Tracing the history of this game-changing technique allows us to see how biotechnology advances exponentially over time, and how the current stage of the technology could lead to exciting new discoveries in the future.
Early History
The origins of cell line development began in earnest during the early 1900s, when primary cell culture took center stage with American biologist and anatomist Ross Granville Harrison’s success in culturing nerve cells from frogs via the hanging drop method. This technique involved suspending a small droplet of liquid containing the cells on the underside of a glass slide, thereby creating a miniaturized, controlled environment conducive for cell growth and observation.
The ability to culture cells ex vivo (outside the living organism) unfurled a vast canvas for experimentation, setting the stage for the emergence of immortal cell lines, tissue engineering, and a plethora of therapeutic interventions that have since become a bedrock of modern medicine.
The first widely used cell line, HeLa, was cultivated from the tumor cells of Henrietta Lacks in 1950. It’s been the subject of controversy over consent to use human cells, but the HeLa line has led to many scientific and medical breakthroughs in the subsequent years, including in areas such as cancer research, immunology, genome mapping, and the eradication of polio.
Through the course of the 20th century, CLD continued to see incremental advancements, gradually cementing its status within the burgeoning biopharmaceutical sector.
CDMOs and the Biopharmaceutical Revolution
With technological advancements in the late 20th and early 21st centuries, a more robust field of biopharmaceutical research and development began to emerge. Developments such as the application of advanced data analytics, next-generation sequencing, automation, and high-throughput screening have made cell line development for therapeutic applications much more efficient and widespread.
Contract development and manufacturing organizations (CDMOs) have played a critical role in this boom in CLD for biologics. CDMOs partner with drug makers to connect the more research-based realm of drug discovery with the practical sphere of large-scale drug production.

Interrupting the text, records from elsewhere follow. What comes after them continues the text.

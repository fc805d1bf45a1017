//! A union that reads its children a window at a time into score arrays.
//!
//! Faster than a deep union tree for many small clauses, but it cannot
//! report per-document values, spans or matching terms, and it has no
//! quality bounds.

use crate::error::Result;
use crate::matching::Matcher;

#[derive(Debug, Clone)]
pub struct ArrayUnionMatcher {
    children: Vec<Matcher>,
    part_size: usize,
    offset: u64,
    scores: Vec<f32>,
    weights: Vec<f32>,
    matched: Vec<bool>,
    pos: usize,
}

impl ArrayUnionMatcher {
    pub fn new(children: Vec<Matcher>, part_size: usize) -> Result<Matcher> {
        let part_size = part_size.max(1);
        let mut matcher = ArrayUnionMatcher {
            children,
            part_size,
            offset: 0,
            scores: vec![0.0; part_size],
            weights: vec![0.0; part_size],
            matched: vec![false; part_size],
            pos: part_size,
        };
        matcher.load(0)?;
        Ok(Matcher::ArrayUnion(matcher))
    }

    /// Fill the window starting at the first child document `>= start`.
    fn load(&mut self, start: u64) -> Result<()> {
        loop {
            let Some(first) = self
                .children
                .iter()
                .filter(|c| c.is_active())
                .map(Matcher::id)
                .min()
            else {
                self.pos = self.part_size;
                return Ok(());
            };
            self.offset = first.max(start);
            let end = self.offset.saturating_add(self.part_size as u64);

            self.scores.fill(0.0);
            self.weights.fill(0.0);
            self.matched.fill(false);
            for child in &mut self.children {
                if !child.is_active() {
                    continue;
                }
                child.skip_to(self.offset)?;
                while child.is_active() && child.id() < end {
                    let i = (child.id() - self.offset) as usize;
                    self.scores[i] += child.score()?;
                    self.weights[i] += child.weight();
                    self.matched[i] = true;
                    child.next()?;
                }
            }

            if let Some(pos) = self.matched.iter().position(|&m| m) {
                self.pos = pos;
                return Ok(());
            }
        }
    }

    fn advance_from(&mut self, pos: usize) -> Result<()> {
        match self.matched[pos.min(self.part_size)..]
            .iter()
            .position(|&m| m)
        {
            Some(found) => {
                self.pos = pos + found;
                Ok(())
            }
            None => self.load(self.offset + self.part_size as u64),
        }
    }

    pub(crate) fn is_active(&self) -> bool {
        self.pos < self.part_size
    }

    pub(crate) fn id(&self) -> u64 {
        if self.is_active() {
            self.offset + self.pos as u64
        } else {
            u64::MAX
        }
    }

    pub(crate) fn next(&mut self) -> Result<()> {
        self.advance_from(self.pos + 1)
    }

    pub(crate) fn skip_to(&mut self, target: u64) -> Result<()> {
        let end = self.offset + self.part_size as u64;
        if target < end {
            self.advance_from((target - self.offset) as usize)
        } else {
            self.load(target)
        }
    }

    pub(crate) fn weight(&self) -> f32 {
        self.weights.get(self.pos).copied().unwrap_or(0.0)
    }

    pub(crate) fn score(&self) -> f32 {
        self.scores.get(self.pos).copied().unwrap_or(0.0)
    }

    pub(crate) fn reset(&mut self) -> Result<()> {
        for child in &mut self.children {
            child.reset()?;
        }
        self.load(0)
    }
}

#[cfg(test)]
mod tests {
    use super::*;
    use crate::matching::leaf::ListMatcher;

    fn weighted(ids: &[u64], weight: f32) -> Matcher {
        ListMatcher::new(ids.to_vec())
            .with_all_weight(weight)
            .into_matcher()
    }

    #[test]
    fn test_windows() {
        let children = vec![
            weighted(&[0, 5, 40], 1.0),
            weighted(&[5, 6, 100], 2.0),
            weighted(&[3, 100], 0.5),
        ];
        let mut m = ArrayUnionMatcher::new(children, 4).unwrap();
        assert_eq!(m.id(), 0);
        m.next().unwrap();
        assert_eq!(m.id(), 3);
        m.next().unwrap();
        assert_eq!(m.id(), 5);
        assert_eq!(m.score().unwrap(), 3.0);
        m.skip_to(41).unwrap();
        assert_eq!(m.id(), 100);
        assert_eq!(m.score().unwrap(), 2.5);
        m.next().unwrap();
        assert!(!m.is_active());

        m.reset().unwrap();
        assert_eq!(m.all_ids().unwrap(), vec![0, 3, 5, 6, 40, 100]);
        assert!(!m.supports_block_quality());
    }
}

To do so, CDMOs predominantly employ Chinese hamster ovary (CHO) cell lines, which are easier to edit and can produce antibodies and proteins similar to those in humans at a high titer.

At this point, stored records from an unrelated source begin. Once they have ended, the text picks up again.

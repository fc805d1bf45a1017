//! Leaf matchers: a term's postings, or a synthetic list of ids.

use crate::codec::postings::{PostingsCursor, decode_characters, decode_positions};
use crate::codec::terminfo::TermInfo;
use crate::error::{Result, WhorlError};
use crate::matching::Matcher;
use crate::matching::span::Span;
use crate::schema::PostingFormat;
use crate::scoring::WeightScorer;

/// Positions stored in a posting value of the given format.
fn value_positions(format: PostingFormat, value: &[u8]) -> Result<Vec<u32>> {
    match format {
        PostingFormat::Positions => decode_positions(value),
        PostingFormat::Characters => Ok(decode_characters(value)?
            .into_iter()
            .map(|(pos, _, _)| pos)
            .collect()),
        other => Err(WhorlError::query(format!(
            "{other:?} postings carry no positions"
        ))),
    }
}

fn value_spans(format: PostingFormat, value: &[u8]) -> Result<Vec<Span>> {
    match format {
        PostingFormat::Characters => Ok(decode_characters(value)?
            .into_iter()
            .map(|(pos, start, end)| Span::with_chars(pos, pos, start, end))
            .collect()),
        _ => Ok(value_positions(format, value)?
            .into_iter()
            .map(|pos| Span::new(pos, pos))
            .collect()),
    }
}

/// Postings of one term in one segment.
#[derive(Debug, Clone)]
pub struct PostingsMatcher {
    field: String,
    term: Vec<u8>,
    info: TermInfo,
    cursor: PostingsCursor,
    scorer: Option<WeightScorer>,
}

impl PostingsMatcher {
    pub fn new(
        field: impl Into<String>,
        term: impl Into<Vec<u8>>,
        info: TermInfo,
        cursor: PostingsCursor,
        scorer: Option<WeightScorer>,
    ) -> Self {
        PostingsMatcher {
            field: field.into(),
            term: term.into(),
            info,
            cursor,
            scorer,
        }
    }

    pub fn field(&self) -> &str {
        &self.field
    }

    pub fn term(&self) -> &[u8] {
        &self.term
    }

    pub fn info(&self) -> &TermInfo {
        &self.info
    }

    pub(crate) fn is_active(&self) -> bool {
        self.cursor.is_active()
    }

    pub(crate) fn id(&self) -> u64 {
        self.cursor.id()
    }

    pub(crate) fn next(&mut self) -> Result<()> {
        self.cursor.next()
    }

    pub(crate) fn skip_to(&mut self, target: u64) -> Result<()> {
        self.cursor.skip_to(target)
    }

    pub(crate) fn weight(&self) -> f32 {
        self.cursor.weight()
    }

    pub(crate) fn value(&self) -> Result<&[u8]> {
        self.cursor.value()
    }

    pub(crate) fn frequency(&self) -> Result<u32> {
        self.cursor.frequency()
    }

    pub(crate) fn positions(&self) -> Result<Vec<u32>> {
        value_positions(self.cursor.format(), self.cursor.value()?)
    }

    pub(crate) fn spans(&self) -> Result<Vec<Span>> {
        value_spans(self.cursor.format(), self.cursor.value()?)
    }

    pub(crate) fn score(&self) -> f32 {
        let weight = self.cursor.weight();
        match &self.scorer {
            Some(scorer) => scorer.score(self.cursor.id(), weight),
            None => weight,
        }
    }

    pub(crate) fn reset(&mut self) -> Result<()> {
        self.cursor.reset()
    }

    pub(crate) fn supports_block_quality(&self) -> bool {
        self.scorer.as_ref().is_some_and(|s| s.supports_quality())
    }

    pub(crate) fn max_quality(&self) -> Result<f32> {
        self.scorer
            .as_ref()
            .and_then(|s| s.quality(self.info.max_weight(), self.info.min_length()))
            .ok_or(WhorlError::NoQualityAvailable)
    }

    pub(crate) fn block_quality(&self) -> Result<f32> {
        self.scorer
            .as_ref()
            .and_then(|s| s.quality(self.cursor.block_max_weight(), self.cursor.block_min_length()))
            .ok_or(WhorlError::NoQualityAvailable)
    }

    pub(crate) fn skip_to_quality(&mut self, min_quality: f32) -> Result<usize> {
        let Some(scorer) = &self.scorer else {
            return Err(WhorlError::NoQualityAvailable);
        };
        self.cursor.skip_blocks_while(|c| {
            scorer
                .quality(c.block_max_weight(), c.block_min_length())
                .is_some_and(|q| q < min_quality)
        })
    }

    pub(crate) fn replace(self, min_quality: f32) -> Result<Matcher> {
        if !self.is_active() {
            return Ok(Matcher::Null);
        }
        if min_quality > 0.0 && self.max_quality()? < min_quality {
            return Ok(Matcher::Null);
        }
        Ok(Matcher::Postings(self))
    }
}

/// A synthetic posting list held in memory.
///
/// Used for "match everything", for multi-term expansions that are too large
/// to combine as a tree, and in tests. The score of a posting is its weight.
#[derive(Debug, Clone)]
pub struct ListMatcher {
    ids: Vec<u64>,
    weights: Option<Vec<f32>>,
    /// `remaining_max[i]` is the largest weight at or after `i`.
    remaining_max: Vec<f32>,
    all_weight: f32,
    values: Option<Vec<Vec<u8>>>,
    format: PostingFormat,
    term: Option<(String, Vec<u8>)>,
    index: usize,
}

impl ListMatcher {
    /// A list over ascending `ids`, each with weight 1.
    pub fn new(ids: Vec<u64>) -> Self {
        debug_assert!(ids.windows(2).all(|w| w[0] < w[1]));
        ListMatcher {
            ids,
            weights: None,
            remaining_max: Vec::new(),
            all_weight: 1.0,
            values: None,
            format: PostingFormat::Existence,
            term: None,
            index: 0,
        }
    }

    pub fn with_weights(mut self, weights: Vec<f32>) -> Self {
        debug_assert_eq!(weights.len(), self.ids.len());
        let mut remaining_max = vec![0.0f32; weights.len() + 1];
        for (i, &weight) in weights.iter().enumerate().rev() {
            remaining_max[i] = remaining_max[i + 1].max(weight);
        }
        self.remaining_max = remaining_max;
        self.weights = Some(weights);
        self
    }

    /// Give every posting the same weight.
    pub fn with_all_weight(mut self, weight: f32) -> Self {
        self.weights = None;
        self.remaining_max.clear();
        self.all_weight = weight;
        self
    }

    pub fn with_values(mut self, format: PostingFormat, values: Vec<Vec<u8>>) -> Self {
        debug_assert_eq!(values.len(), self.ids.len());
        self.format = format;
        self.values = Some(values);
        self
    }

    /// Report `(field, term)` as the term this list stands for.
    pub fn with_term(mut self, field: impl Into<String>, term: impl Into<Vec<u8>>) -> Self {
        self.term = Some((field.into(), term.into()));
        self
    }

    pub fn into_matcher(self) -> Matcher {
        Matcher::List(self)
    }

    pub fn term(&self) -> Option<(&str, &[u8])> {
        self.term.as_ref().map(|(f, t)| (f.as_str(), t.as_slice()))
    }

    pub(crate) fn is_active(&self) -> bool {
        self.index < self.ids.len()
    }

    pub(crate) fn id(&self) -> u64 {
        self.ids.get(self.index).copied().unwrap_or(u64::MAX)
    }

    pub(crate) fn next(&mut self) -> Result<()> {
        self.index += 1;
        Ok(())
    }

    pub(crate) fn skip_to(&mut self, target: u64) -> Result<()> {
        self.index += self.ids[self.index..].partition_point(|&id| id < target);
        Ok(())
    }

    pub(crate) fn weight(&self) -> f32 {
        match &self.weights {
            Some(weights) => weights.get(self.index).copied().unwrap_or(0.0),
            None => self.all_weight,
        }
    }

    pub(crate) fn value(&self) -> Result<&[u8]> {
        match &self.values {
            Some(values) => values
                .get(self.index)
                .map(Vec::as_slice)
                .ok_or(WhorlError::ReadTooFar),
            None => Ok(&[]),
        }
    }

    pub(crate) fn frequency(&self) -> Result<u32> {
        match self.format {
            PostingFormat::Positions | PostingFormat::Characters => {
                Ok(self.positions()?.len() as u32)
            }
            _ => Ok(self.weight() as u32),
        }
    }

    pub(crate) fn positions(&self) -> Result<Vec<u32>> {
        value_positions(self.format, self.value()?)
    }

    pub(crate) fn spans(&self) -> Result<Vec<Span>> {
        value_spans(self.format, self.value()?)
    }

    pub(crate) fn reset(&mut self) {
        self.index = 0;
    }

    pub(crate) fn max_quality(&self) -> f32 {
        match self.weights {
            Some(_) => self.remaining_max.get(self.index).copied().unwrap_or(0.0),
            None => self.all_weight,
        }
    }

    pub(crate) fn skip_to_quality(&mut self, min_quality: f32) -> usize {
        if self.max_quality() < min_quality {
            self.index = self.ids.len();
            1
        } else {
            0
        }
    }

    pub(crate) fn replace(self, min_quality: f32) -> Matcher {
        if !self.is_active() || (min_quality > 0.0 && self.max_quality() < min_quality) {
            Matcher::Null
        } else {
            Matcher::List(self)
        }
    }

    /// Take every remaining id at once.
    pub(crate) fn drain_ids(&mut self) -> Vec<u64> {
        let ids = self.ids[self.index..].to_vec();
        self.index = self.ids.len();
        ids
    }
}

#[cfg(test)]
mod tests {
    use super::*;
    use crate::codec::postings::encode_positions;

    #[test]
    fn test_list_skip_and_quality() {
        let mut list = ListMatcher::new(vec![2, 5, 9, 14]).with_weights(vec![1.0, 4.0, 2.0, 1.0]);
        assert_eq!(list.id(), 2);
        list.skip_to(6).unwrap();
        assert_eq!(list.id(), 9);
        assert_eq!(list.weight(), 2.0);
        assert_eq!(list.max_quality(), 2.0);

        assert_eq!(list.skip_to_quality(1.5), 0);
        assert_eq!(list.skip_to_quality(3.0), 1);
        assert!(!list.is_active());
        assert_eq!(list.id(), u64::MAX);
    }

    #[test]
    fn test_list_max_quality_tracks_position() {
        let mut list = ListMatcher::new(vec![1, 2, 3, 4, 5]).with_weights(vec![3.0, 7.0, 1.0, 5.0, 2.0]);
        let mut seen = Vec::new();
        while list.is_active() {
            seen.push(list.max_quality());
            list.next().unwrap();
        }
        assert_eq!(seen, vec![7.0, 7.0, 5.0, 5.0, 2.0]);
        assert_eq!(list.max_quality(), 0.0);

        let flat = ListMatcher::new(vec![1, 2])
            .with_weights(vec![9.0, 9.0])
            .with_all_weight(0.5);
        assert_eq!(flat.max_quality(), 0.5);
    }

    #[test]
    fn test_list_positions() {
        let list = ListMatcher::new(vec![0, 3]).with_values(
            PostingFormat::Positions,
            vec![encode_positions(&[1, 4]), encode_positions(&[0])],
        );
        assert_eq!(list.positions().unwrap(), vec![1, 4]);
        assert_eq!(list.frequency().unwrap(), 2);
        let spans = list.spans().unwrap();
        assert_eq!(spans.len(), 2);
        assert_eq!((spans[1].start, spans[1].end), (4, 4));
    }

    #[test]
    fn test_list_without_positions() {
        let list = ListMatcher::new(vec![1]);
        assert!(list.positions().is_err());
        assert!(list.value().unwrap().is_empty());
    }
}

For example, Samsung Biologics, the world’s largest CDMO by capacity, recently developed a CHO-based cell line development platform it calls S-CHOice®. The company touts the platform’s potential to efficiently screen myriad cells with high-throughput technology, thereby escalating the odds of identifying high-yield, high-quality cell lines within a condensed time frame.
According to Samsung Biologics, the S-CHOice®cell line demonstrated enhanced cell viability, surpassing 90% on day 21 in a fed-batch study, and cut down the development timeline considerably from the industry average of four to five months. These accelerated development schedules could set a new industry standard for investigational new drug timelines.
The Future of Cell Line Development
Scientists and biotech industry experts are optimistic about the future of cell line development. Some project a double-digit compound annual growth rate in the next five years, with the market for CLD services projected to escalate to $1.7 billion by 2028. A wide variety of potential scientific and medical discoveries beckon.
Evolving cell line development technology could improve precision medicine, enabling tailored therapeutic strategies based on individual genetic and disease profiles. The goal of this personalized approach, which could be applied to individualized cancer treatment, is to optimize treatment efficacy while minimizing adverse effects.
Moreover, advancements in CLD are poised to dovetail with progress in gene-editing technologies such as CRISPR, potentially honing gene therapy strategies for a host of genetic disorders.
CLD technology could also play a pivotal role in understanding the molecular and cellular mechanisms underlying poorly understood or rare diseases, thereby informing the development of novel diagnostic tools and therapeutic interventions.
Finally, the integration of artificial intelligence and machine learning with CLD could possibly accelerate the pace of discoveries and innovations in biomedicine. AI has the potential to automate and make more efficient tedious and time-intensive aspects of CLD, such as the identification and characterization of optimal growth conditions, genetic modifications, and the screening of potential therapeutic compounds. And the predictive analytics enabled by machine learning can help foresee potential challenges in CLD, such as undesirable mutations or suboptimal growth kinetics, allowing for proactive adjustments.
The field of cell line development is entering an exciting stage of advancement, and there’s good reason to be optimistic about its impact on the trajectory of scientific discovery and the quality and longevity of human life.